Studying Lysine Acetylation of Aminoacyl-tRNA Synthetases in Escherichia coli

by Fan, Chenguang; Gan, Qinglei

Aminoacyl-tRNA synthetases (AARSs) generate aminoacylated tRNAs for ribosomal protein synthesis, and play key roles in maintaining high fidelity of translation. A series of acetylome studies have shown that the family of AARSs is one of the protein families which have both the most acetylation sites and the highest acetylation levels. However, those putative acetylation targets have been less studied, mostly because of the challenge to produce homogeneously acetylated proteins at specific positions which needs the knowledge of specific acetyltransferases for target lysine residues.

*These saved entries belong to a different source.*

//! HTTP API layer with Axum routes.
//!
//! This crate provides:
//! - Attachment routes (view, analysis, OCR, credential photo, face comparison)
//! - Web3 voting routes
//! - The response envelope every handler returns

pub mod middleware;
pub mod response;
pub mod routes;

#[cfg(test)]
pub(crate) mod test_support;

use std::sync::Arc;
use std::time::Duration;

use axum::{Router, extract::DefaultBodyLimit, middleware::from_fn_with_state};
use civica_core::attachment::AttachmentStore;
use civica_core::inference::InferenceService;
use civica_core::voting::VotingService;
use tower_http::cors::{Any, CorsLayer};
use tower_http::trace::TraceLayer;

pub use response::ApiResponse;

/// Largest accepted request body; inline attachment payloads dominate.
pub const MAX_BODY_BYTES: usize = 16 * 1024 * 1024;

/// Application state shared across handlers.
#[derive(Clone)]
pub struct AppState {
    /// Attachment records and download URLs.
    pub attachments: Arc<dyn AttachmentStore>,
    /// AI inference gateway.
    pub inference: Arc<dyn InferenceService>,
    /// Web3 voting gateway.
    pub voting: Arc<dyn VotingService>,
}

/// Creates the main application router.
pub fn create_router(state: AppState, request_timeout: Duration) -> Router {
    Router::new()
        .nest("/api/v1", routes::api_routes())
        .layer(DefaultBodyLimit::max(MAX_BODY_BYTES))
        .layer(from_fn_with_state(
            request_timeout,
            middleware::request_deadline,
        ))
        .layer(TraceLayer::new_for_http())
        .layer(
            CorsLayer::new()
                .allow_origin(Any)
                .allow_methods(Any)
                .allow_headers(Any),
        )
        .with_state(state)
}
//! Application configuration management.

use serde::Deserialize;

/// Application configuration.
#[derive(Debug, Clone, Deserialize)]
pub struct AppConfig {
    /// Server configuration.
    #[serde(default)]
    pub server: ServerConfig,
    /// Database configuration.
    pub database: DatabaseConfig,
    /// Object storage for attachment files. When absent, only attachments
    /// with a stored public URL can be viewed.
    #[serde(default)]
    pub storage: Option<StorageSettings>,
    /// AI inference gateway.
    pub inference: ServiceEndpointConfig,
    /// Web3 voting gateway.
    pub web3: ServiceEndpointConfig,
}

/// Server configuration.
#[derive(Debug, Clone, Deserialize)]
pub struct ServerConfig {
    /// Host to bind to.
    #[serde(default = "default_host")]
    pub host: String,
    /// Port to listen on.
    #[serde(default = "default_port")]
    pub port: u16,
    /// Upper bound on the time spent serving one request.
    #[serde(default = "default_request_timeout")]
    pub request_timeout_secs: u64,
}

impl Default for ServerConfig {
    fn default() -> Self {
        Self {
            host: default_host(),
            port: default_port(),
            request_timeout_secs: default_request_timeout(),
        }
    }
}

fn default_host() -> String {
    "0.0.0.0".to_string()
}

fn default_port() -> u16 {
    8080
}

fn default_request_timeout() -> u64 {
    30
}

/// Database configuration.
#[derive(Debug, Clone, Deserialize)]
pub struct DatabaseConfig {
    /// Database connection URL.
    pub url: String,
    /// Maximum number of connections in the pool.
    #[serde(default = "default_max_connections")]
    pub max_connections: u32,
    /// Minimum number of connections in the pool.
    #[serde(default = "default_min_connections")]
    pub min_connections: u32,
}

fn default_max_connections() -> u32 {
    10
}

fn default_min_connections() -> u32 {
    1
}

/// Raw storage settings as they appear in config files and the environment.
///
/// `provider` is one of `s3`, `azure_blob` or `local`; the remaining fields
/// are checked against it when the storage service is built.
#[derive(Debug, Clone, Default, Deserialize)]
pub struct StorageSettings {
    /// Provider name.
    pub provider: String,
    /// Root directory for the `local` provider.
    pub root: Option<String>,
    /// S3 endpoint URL.
    pub endpoint: Option<String>,
    /// S3 bucket name.
    pub bucket: Option<String>,
    /// S3 access key ID.
    pub access_key_id: Option<String>,
    /// S3 secret access key.
    pub secret_access_key: Option<String>,
    /// S3 region.
    pub region: Option<String>,
    /// Azure storage account name.
    pub account: Option<String>,
    /// Azure storage access key.
    pub access_key: Option<String>,
    /// Azure container name.
    pub container: Option<String>,
    /// Presigned download URL TTL in seconds.
    pub download_ttl_secs: Option<u64>,
}

/// Connection settings for an outbound HTTP collaborator.
#[derive(Debug, Clone, Deserialize)]
pub struct ServiceEndpointConfig {
    /// Base URL, without trailing slash.
    pub base_url: String,
    /// Bearer token sent with every request.
    #[serde(default)]
    pub api_key: Option<String>,
    /// Per-request timeout in seconds.
    #[serde(default = "default_client_timeout")]
    pub timeout_secs: u64,
}

fn default_client_timeout() -> u64 {
    20
}

impl AppConfig {
    /// Loads configuration from environment and config files.
    ///
    /// # Errors
    ///
    /// Returns an error if configuration cannot be loaded.
    pub fn load() -> Result<Self, config::ConfigError> {
        let run_mode = std::env::var("RUN_MODE").unwrap_or_else(|_| "development".to_string());

        let config = config::Config::builder()
            .add_source(config::File::with_name("config/default").required(false))
            .add_source(config::File::with_name(&format!("config/{run_mode}")).required(false))
            .add_source(
                config::Environment::with_prefix("CIVICA")
                    .separator("__")
                    .try_parsing(true),
            )
            .build()?;

        config.try_deserialize()
    }
}
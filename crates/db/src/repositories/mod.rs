//! Repository abstractions for data access.
//!
//! Repositories provide a clean interface for database operations,
//! hiding the `SeaORM` implementation details from the rest of the application.

pub mod attachment;

pub use attachment::AttachmentRepository;
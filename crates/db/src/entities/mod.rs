//! `SeaORM` entity definitions.

pub mod attachments;
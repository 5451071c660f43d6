//! Attachments migration.
//!
//! Creates the attachments table read by the attachment handlers.

use sea_orm_migration::prelude::*;

#[derive(DeriveMigrationName)]
pub struct Migration;

#[async_trait::async_trait]
impl MigrationTrait for Migration {
    async fn up(&self, manager: &SchemaManager) -> Result<(), DbErr> {
        let db = manager.get_connection();
        db.execute_unprepared(ATTACHMENTS_SQL).await?;
        Ok(())
    }

    async fn down(&self, manager: &SchemaManager) -> Result<(), DbErr> {
        let db = manager.get_connection();
        db.execute_unprepared("DROP TABLE IF EXISTS attachments CASCADE;")
            .await?;
        Ok(())
    }
}

const ATTACHMENTS_SQL: &str = r"
CREATE TABLE attachments (
    id VARCHAR(64) PRIMARY KEY,
    file_name VARCHAR(255) NOT NULL,
    mime_type VARCHAR(100) NOT NULL,
    file_size BIGINT NOT NULL,
    storage_key VARCHAR(500) NOT NULL,
    public_url TEXT,
    metadata JSONB,
    created_at TIMESTAMPTZ NOT NULL DEFAULT now(),
    CONSTRAINT chk_file_size CHECK (file_size >= 0),
    CONSTRAINT chk_id_not_blank CHECK (length(trim(id)) > 0)
);

CREATE INDEX idx_attachments_created ON attachments(created_at DESC);
";
//! API route definitions.

use axum::Router;

use crate::AppState;

pub mod attachments;
pub mod health;
pub mod web3;

/// Creates the API router with all routes.
pub fn api_routes() -> Router<AppState> {
    Router::new()
        .merge(health::routes())
        .merge(attachments::routes())
        .nest("/web3", web3::routes())
}
//! Application-wide error types.

use thiserror::Error;

/// Application error types.
///
/// Every variant carries the client-facing message. `Display` adds a
/// category prefix for logs; responses use [`AppError::message`].
#[derive(Debug, Error)]
pub enum AppError {
    /// Missing or malformed client input.
    #[error("Validation error: {0}")]
    Validation(String),

    /// Resource not found.
    #[error("Not found: {0}")]
    NotFound(String),

    /// A collaborator refused the request as invalid.
    #[error("Rejected by upstream: {0}")]
    Rejected(String),

    /// External service error.
    #[error("External service error: {0}")]
    ExternalService(String),
}

impl AppError {
    /// Returns the HTTP status code for this error.
    #[must_use]
    pub const fn status_code(&self) -> u16 {
        match self {
            Self::Validation(_) | Self::Rejected(_) => 400,
            Self::NotFound(_) => 404,
            Self::ExternalService(_) => 500,
        }
    }

    /// Returns the bare message without the category prefix.
    #[must_use]
    pub fn message(&self) -> &str {
        match self {
            Self::Validation(msg)
            | Self::NotFound(msg)
            | Self::Rejected(msg)
            | Self::ExternalService(msg) => msg,
        }
    }
}
//! Web3 voting routes.
//!
//! Pure route table: each handler hands its input to the voting service and
//! relays whatever comes back.

use axum::{
    Router,
    body::Bytes,
    extract::{Path, State},
    routing::{get, post},
};
use civica_core::voting::{VotingError, VotingReply};
use serde_json::Value;

use crate::{ApiResponse, AppState};

/// Creates the voting routes.
pub fn routes() -> Router<AppState> {
    Router::new()
        .route("/vote", post(cast_vote))
        .route("/candidate", post(add_candidate))
        .route("/{id}/candidate", get(get_candidate))
        .route("/mint", post(mint_vote_proof))
}

/// Empty bodies become `null` and are refused by the service.
fn json_body(body: &[u8]) -> Result<Value, VotingError> {
    if body.iter().all(u8::is_ascii_whitespace) {
        return Ok(Value::Null);
    }
    serde_json::from_slice(body)
        .map_err(|e| VotingError::Validation(format!("Invalid request body: {e}")))
}

/// POST `/web3/vote`
async fn cast_vote(State(state): State<AppState>, body: Bytes) -> ApiResponse {
    match json_body(&body) {
        Ok(request) => state.voting.cast_vote(request).await.into(),
        Err(err) => ApiResponse::from(Err::<VotingReply, _>(err)),
    }
}

/// POST `/web3/candidate`
async fn add_candidate(State(state): State<AppState>, body: Bytes) -> ApiResponse {
    match json_body(&body) {
        Ok(request) => state.voting.add_candidate(request).await.into(),
        Err(err) => ApiResponse::from(Err::<VotingReply, _>(err)),
    }
}

/// GET `/web3/{id}/candidate`
async fn get_candidate(State(state): State<AppState>, Path(id): Path<String>) -> ApiResponse {
    state.voting.get_candidate(&id).await.into()
}

/// POST `/web3/mint`
async fn mint_vote_proof(State(state): State<AppState>, body: Bytes) -> ApiResponse {
    match json_body(&body) {
        Ok(request) => state.voting.mint_vote_proof(request).await.into(),
        Err(err) => ApiResponse::from(Err::<VotingReply, _>(err)),
    }
}

#[cfg(test)]
mod tests {
    use super::*;
    use crate::test_support::{body_json, test_state};
    use axum::{
        body::Body,
        http::{Method, Request, StatusCode},
    };
    use rstest::rstest;
    use serde_json::json;
    use tower::ServiceExt;

    #[rstest]
    #[case("/vote", "cast_vote")]
    #[case("/candidate", "add_candidate")]
    #[case("/mint", "mint_vote_proof")]
    #[tokio::test]
    async fn test_post_routes_relay_body(#[case] uri: &str, #[case] op: &str) {
        let (state, fakes) = test_state();
        let app = Router::new().merge(routes()).with_state(state);

        let response = app
            .oneshot(
                Request::builder()
                    .method(Method::POST)
                    .uri(uri)
                    .header("Content-Type", "application/json")
                    .body(Body::from(r#"{"voterId":"v-1","candidateId":"c-7"}"#))
                    .unwrap(),
            )
            .await
            .unwrap();

        assert_eq!(response.status(), StatusCode::OK);
        let json = body_json(response).await;
        let input = json!({ "voterId": "v-1", "candidateId": "c-7" });
        assert_eq!(json, json!({ "op": op, "input": input }));
        assert_eq!(fakes.voting.calls(), vec![(op.to_string(), input)]);
    }

    #[tokio::test]
    async fn test_get_candidate_passes_path_id() {
        let (state, fakes) = test_state();
        let app = Router::new().merge(routes()).with_state(state);

        let response = app
            .oneshot(
                Request::builder()
                    .uri("/c-7/candidate")
                    .body(Body::empty())
                    .unwrap(),
            )
            .await
            .unwrap();

        assert_eq!(response.status(), StatusCode::OK);
        assert_eq!(
            fakes.voting.calls(),
            vec![("get_candidate".to_string(), json!("c-7"))]
        );
    }

    #[tokio::test]
    async fn test_gateway_failure_returns_envelope() {
        let (state, _) = test_state();
        let app = Router::new().merge(routes()).with_state(state);

        let response = app
            .oneshot(
                Request::builder()
                    .uri("/broken/candidate")
                    .body(Body::empty())
                    .unwrap(),
            )
            .await
            .unwrap();

        assert_eq!(response.status(), StatusCode::INTERNAL_SERVER_ERROR);
        let json = body_json(response).await;
        assert_eq!(json["status"], 500);
        assert!(json["message"].as_str().unwrap().contains("connection refused"));
    }

    #[tokio::test]
    async fn test_malformed_body_is_rejected_before_gateway() {
        let (state, fakes) = test_state();
        let app = Router::new().merge(routes()).with_state(state);

        let response = app
            .oneshot(
                Request::builder()
                    .method(Method::POST)
                    .uri("/vote")
                    .body(Body::from("{oops"))
                    .unwrap(),
            )
            .await
            .unwrap();

        assert_eq!(response.status(), StatusCode::BAD_REQUEST);
        assert!(fakes.voting.calls().is_empty());
    }

    #[test]
    fn test_empty_body_is_null() {
        assert_eq!(json_body(b"  ").unwrap(), Value::Null);
    }
}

To overcome this issue, we applied the genetic code expansion strategy to co-translationally incorporate acetyllysine at the target positions directly. We totally generated 25 site-specifically acetylated variants of four AARSs. Kinetic analyses were performed to biochemically characterize the impact of site-specific acetylation on AARS functions, including both tRNA aminoacylation and editing activities. The results showed that impacts of acetylation were different for class I and class II AARSs, and also varied among the same class of AARSs. Combined with quantitative proteomic studies, we proposed that the impact of acetylation on AARS editing activities could be more significant than that on tRNA aminoacylation activities. To the best of our knowledge, this is the first work to show the association of protein acetylation with the AARS editing function. Furthermore, using threonyl-tRNA synthetase (ThrRS) as a representative, both in vivo and in vitro studies were performed to characterize the acetylation and deacetylation processes of AARSs. Although nonenzymatic acetylation and CobB-dependent deacetylation were concluded, our results also indicated existence of additional acetyltransferases and deacetylases for AARSs. Support or Funding Information This work was supported by Oak Ridge Associated Universities, Arkansas Biosciences Institute, and the University of Arkansas.